Recorded information:
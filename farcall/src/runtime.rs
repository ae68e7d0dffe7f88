use std::sync::Arc;

use tokio_util::sync::CancellationToken;

use crate::{
    BoundedRetryPolicy, ConnectionPool, Connector, Identity, LocatorHandle, ObjectPrx, Reference,
    RetryPolicy, RouterHandle, RuntimeConfig,
    error::{Error, ErrorKind, Result},
};

/// Process-wide state shared by every proxy created from it.
pub struct Runtime {
    config: RuntimeConfig,
    retry_policy: Arc<dyn RetryPolicy>,
    pool: ConnectionPool,
    default_locator: Option<LocatorHandle>,
    default_router: Option<RouterHandle>,
    destroyed: CancellationToken,
}

pub struct RuntimeBuilder {
    config: RuntimeConfig,
    connector: Arc<dyn Connector>,
    retry_policy: Option<Arc<dyn RetryPolicy>>,
    default_locator: Option<LocatorHandle>,
    default_router: Option<RouterHandle>,
}

impl RuntimeBuilder {
    #[must_use]
    pub fn config(mut self, config: RuntimeConfig) -> Self {
        self.config = config;
        self
    }

    /// Replaces the default [`BoundedRetryPolicy`].
    #[must_use]
    pub fn retry_policy(mut self, retry_policy: Arc<dyn RetryPolicy>) -> Self {
        self.retry_policy = Some(retry_policy);
        self
    }

    /// Locator installed on every proxy created by the runtime.
    #[must_use]
    pub fn default_locator(mut self, locator: LocatorHandle) -> Self {
        self.default_locator = Some(locator);
        self
    }

    /// Router installed on every proxy created by the runtime.
    #[must_use]
    pub fn default_router(mut self, router: RouterHandle) -> Self {
        self.default_router = Some(router);
        self
    }

    /// # Errors
    ///
    /// Fails with `InvalidArgument` when the config does not validate.
    pub fn build(self) -> Result<Arc<Runtime>> {
        self.config.validate()?;
        let destroyed = CancellationToken::new();
        let retry_policy = self.retry_policy.unwrap_or_else(|| {
            Arc::new(BoundedRetryPolicy::new(
                self.config.clone(),
                destroyed.clone(),
            ))
        });
        Ok(Arc::new(Runtime {
            config: self.config,
            retry_policy,
            pool: ConnectionPool::new(self.connector),
            default_locator: self.default_locator,
            default_router: self.default_router,
            destroyed,
        }))
    }
}

impl Runtime {
    #[must_use]
    pub fn builder(connector: Arc<dyn Connector>) -> RuntimeBuilder {
        RuntimeBuilder {
            config: RuntimeConfig::default(),
            connector,
            retry_policy: None,
            default_locator: None,
            default_router: None,
        }
    }

    /// # Errors
    pub fn create(config: RuntimeConfig, connector: Arc<dyn Connector>) -> Result<Arc<Self>> {
        Self::builder(connector).config(config).build()
    }

    #[must_use]
    pub fn config(&self) -> &RuntimeConfig {
        &self.config
    }

    #[must_use]
    pub fn retry_policy(&self) -> &Arc<dyn RetryPolicy> {
        &self.retry_policy
    }

    pub(crate) fn pool(&self) -> &ConnectionPool {
        &self.pool
    }

    /// A reference to `identity` carrying the runtime defaults.
    ///
    /// # Errors
    pub fn reference(&self, identity: Identity) -> Result<Reference> {
        Ok(self.with_defaults(Reference::new(identity, &self.config)?))
    }

    /// # Errors
    ///
    /// Fails with `InvalidArgument` or `IllegalIdentity` on a malformed string.
    pub fn string_to_proxy(self: &Arc<Self>, s: &str) -> Result<ObjectPrx> {
        let reference = self.with_defaults(Reference::parse(s, &self.config)?);
        Ok(self.proxy(reference))
    }

    #[must_use]
    pub fn proxy(self: &Arc<Self>, reference: Reference) -> ObjectPrx {
        ObjectPrx::new(Arc::clone(self), Arc::new(reference))
    }

    fn with_defaults(&self, reference: Reference) -> Reference {
        let reference = Arc::new(reference)
            .change_locator(self.default_locator.clone())
            .change_router(self.default_router.clone());
        Arc::unwrap_or_clone(reference)
    }

    #[must_use]
    pub fn is_destroyed(&self) -> bool {
        self.destroyed.is_cancelled()
    }

    pub(crate) fn destroyed(&self) -> &CancellationToken {
        &self.destroyed
    }

    /// # Errors
    ///
    /// Fails with `RuntimeDestroyed` once [`Runtime::destroy`] was called.
    pub fn check_alive(&self) -> Result<()> {
        if self.is_destroyed() {
            return Err(Error::new(
                ErrorKind::RuntimeDestroyed,
                "runtime is destroyed".to_string(),
            ));
        }
        Ok(())
    }

    /// Stops retries and in-flight waits, then closes every connection.
    pub async fn destroy(&self) {
        if self.is_destroyed() {
            return;
        }
        tracing::info!("destroying runtime");
        self.destroyed.cancel();
        self.pool.close_all().await;
    }
}

impl std::fmt::Debug for Runtime {
    fn fmt(&self, f: &mut std::fmt::Formatter<'_>) -> std::fmt::Result {
        f.debug_struct("Runtime")
            .field("config", &self.config)
            .field("retry_policy", &self.retry_policy)
            .field("destroyed", &self.is_destroyed())
            .finish()
    }
}
use schemars::JsonSchema;
use serde::{Deserialize, Serialize};

#[derive(Serialize, Deserialize, JsonSchema, Clone, Debug, PartialEq, Eq)]
pub enum ErrorKind {
    InvalidArgument,
    IllegalIdentity,
    TwowayOnly,
    SerializeFailed,
    DeserializeFailed,
    NoEndpoint,
    ConnectFailed,
    ConnectTimeout,
    ConnectionRefused,
    ConnectionReset,
    /// The peer closed the connection in an orderly way. Every request
    /// outstanding on that connection is safe to reissue.
    ConnectionClosed,
    SendFailed,
    RecvFailed,
    LocatorFailed,
    RouterFailed,
    RuntimeDestroyed,
    ObjectNotExist,
    FacetNotExist,
    OperationNotExist,
    UnknownException,
    UserException(String),
    InvocationTimeout,
    Cancelled,
    #[serde(untagged)]
    Unknown(String),
}

/// Coarse classification of an [`ErrorKind`], the only input besides
/// `(sent, mode)` that the retry decision looks at.
#[derive(Serialize, Deserialize, JsonSchema, Clone, Copy, Debug, PartialEq, Eq, Hash)]
pub enum ErrorClass {
    TransportFailure,
    TargetNotFound,
    RemoteFailure,
    ArgumentError,
    ModeError,
    CancelledError,
}

impl ErrorKind {
    #[must_use]
    pub fn class(&self) -> ErrorClass {
        match self {
            ErrorKind::InvalidArgument | ErrorKind::IllegalIdentity | ErrorKind::SerializeFailed => {
                ErrorClass::ArgumentError
            }
            ErrorKind::TwowayOnly => ErrorClass::ModeError,
            ErrorKind::NoEndpoint
            | ErrorKind::ConnectFailed
            | ErrorKind::ConnectTimeout
            | ErrorKind::ConnectionRefused
            | ErrorKind::ConnectionReset
            | ErrorKind::ConnectionClosed
            | ErrorKind::SendFailed
            | ErrorKind::RecvFailed
            | ErrorKind::LocatorFailed
            | ErrorKind::RouterFailed
            | ErrorKind::RuntimeDestroyed => ErrorClass::TransportFailure,
            ErrorKind::ObjectNotExist | ErrorKind::FacetNotExist => ErrorClass::TargetNotFound,
            ErrorKind::OperationNotExist
            | ErrorKind::UnknownException
            | ErrorKind::UserException(_)
            | ErrorKind::DeserializeFailed
            | ErrorKind::Unknown(_) => ErrorClass::RemoteFailure,
            ErrorKind::InvocationTimeout | ErrorKind::Cancelled => ErrorClass::CancelledError,
        }
    }

    /// Orderly server-initiated close.
    #[must_use]
    pub fn is_graceful_close(&self) -> bool {
        matches!(self, ErrorKind::ConnectionClosed)
    }
}

#[derive(Serialize, Deserialize, JsonSchema, Clone, Debug, PartialEq, Eq)]
pub struct Error {
    pub kind: ErrorKind,
    pub msg: String,
    /// Operation that was being invoked when the error surfaced.
    #[serde(default)]
    pub operation: Option<String>,
    /// Number of transport attempts made by the invocation.
    #[serde(default)]
    pub attempts: u32,
}

impl Error {
    #[must_use]
    pub fn new(kind: ErrorKind, msg: String) -> Self {
        Self {
            kind,
            msg,
            operation: None,
            attempts: 0,
        }
    }

    #[must_use]
    pub fn kind(kind: ErrorKind) -> Self {
        Self::new(kind, String::default())
    }

    #[must_use]
    pub fn class(&self) -> ErrorClass {
        self.kind.class()
    }

    #[must_use]
    pub fn with_operation(mut self, operation: &str) -> Self {
        self.operation = Some(operation.to_string());
        self
    }

    #[must_use]
    pub fn with_attempts(mut self, attempts: u32) -> Self {
        self.attempts = attempts;
        self
    }

    #[must_use]
    pub fn twoway_only(operation: &str) -> Self {
        Self::new(
            ErrorKind::TwowayOnly,
            format!("`{operation}` can only be called with a twoway proxy"),
        )
        .with_operation(operation)
    }
}

impl std::error::Error for Error {}

impl From<ErrorKind> for Error {
    fn from(kind: ErrorKind) -> Self {
        Self::kind(kind)
    }
}

impl From<std::num::TryFromIntError> for Error {
    fn from(value: std::num::TryFromIntError) -> Self {
        Self::new(ErrorKind::InvalidArgument, value.to_string())
    }
}

impl From<std::io::Error> for Error {
    fn from(value: std::io::Error) -> Self {
        let kind = match value.kind() {
            std::io::ErrorKind::ConnectionRefused => ErrorKind::ConnectionRefused,
            std::io::ErrorKind::ConnectionReset | std::io::ErrorKind::BrokenPipe => {
                ErrorKind::ConnectionReset
            }
            std::io::ErrorKind::TimedOut => ErrorKind::ConnectTimeout,
            std::io::ErrorKind::UnexpectedEof => ErrorKind::ConnectionClosed,
            _ => ErrorKind::RecvFailed,
        };
        Self::new(kind, value.to_string())
    }
}

impl From<serde_json::Error> for Error {
    fn from(value: serde_json::Error) -> Self {
        // encoders map their failures to `SerializeFailed` explicitly.
        Self::new(ErrorKind::DeserializeFailed, value.to_string())
    }
}

impl From<rmp_serde::encode::Error> for Error {
    fn from(value: rmp_serde::encode::Error) -> Self {
        Self::new(ErrorKind::SerializeFailed, value.to_string())
    }
}

impl From<rmp_serde::decode::Error> for Error {
    fn from(value: rmp_serde::decode::Error) -> Self {
        Self::new(ErrorKind::DeserializeFailed, value.to_string())
    }
}

impl std::fmt::Display for Error {
    fn fmt(&self, f: &mut std::fmt::Formatter<'_>) -> std::fmt::Result {
        if self.msg.is_empty() {
            write!(f, "{:?}", self.kind)?;
        } else {
            write!(f, "{:?}: {}", self.kind, self.msg)?;
        }
        if let Some(operation) = &self.operation {
            write!(f, " (operation `{operation}`")?;
            if self.attempts > 0 {
                write!(f, ", {} attempt(s)", self.attempts)?;
            }
            write!(f, ")")?;
        }
        Ok(())
    }
}

pub type Result<T> = std::result::Result<T, Error>;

Problem statement: If the word "attempts" is on a line above, return that line.

Output of the exercise:
    /// Number of transport attempts made by the invocation.
    pub attempts: u32,
            attempts: 0,
    pub fn with_attempts(mut self, attempts: u32) -> Self {
        self.attempts = attempts;
            if self.attempts > 0 {
                write!(f, ", {} attempt(s)", self.attempts)?;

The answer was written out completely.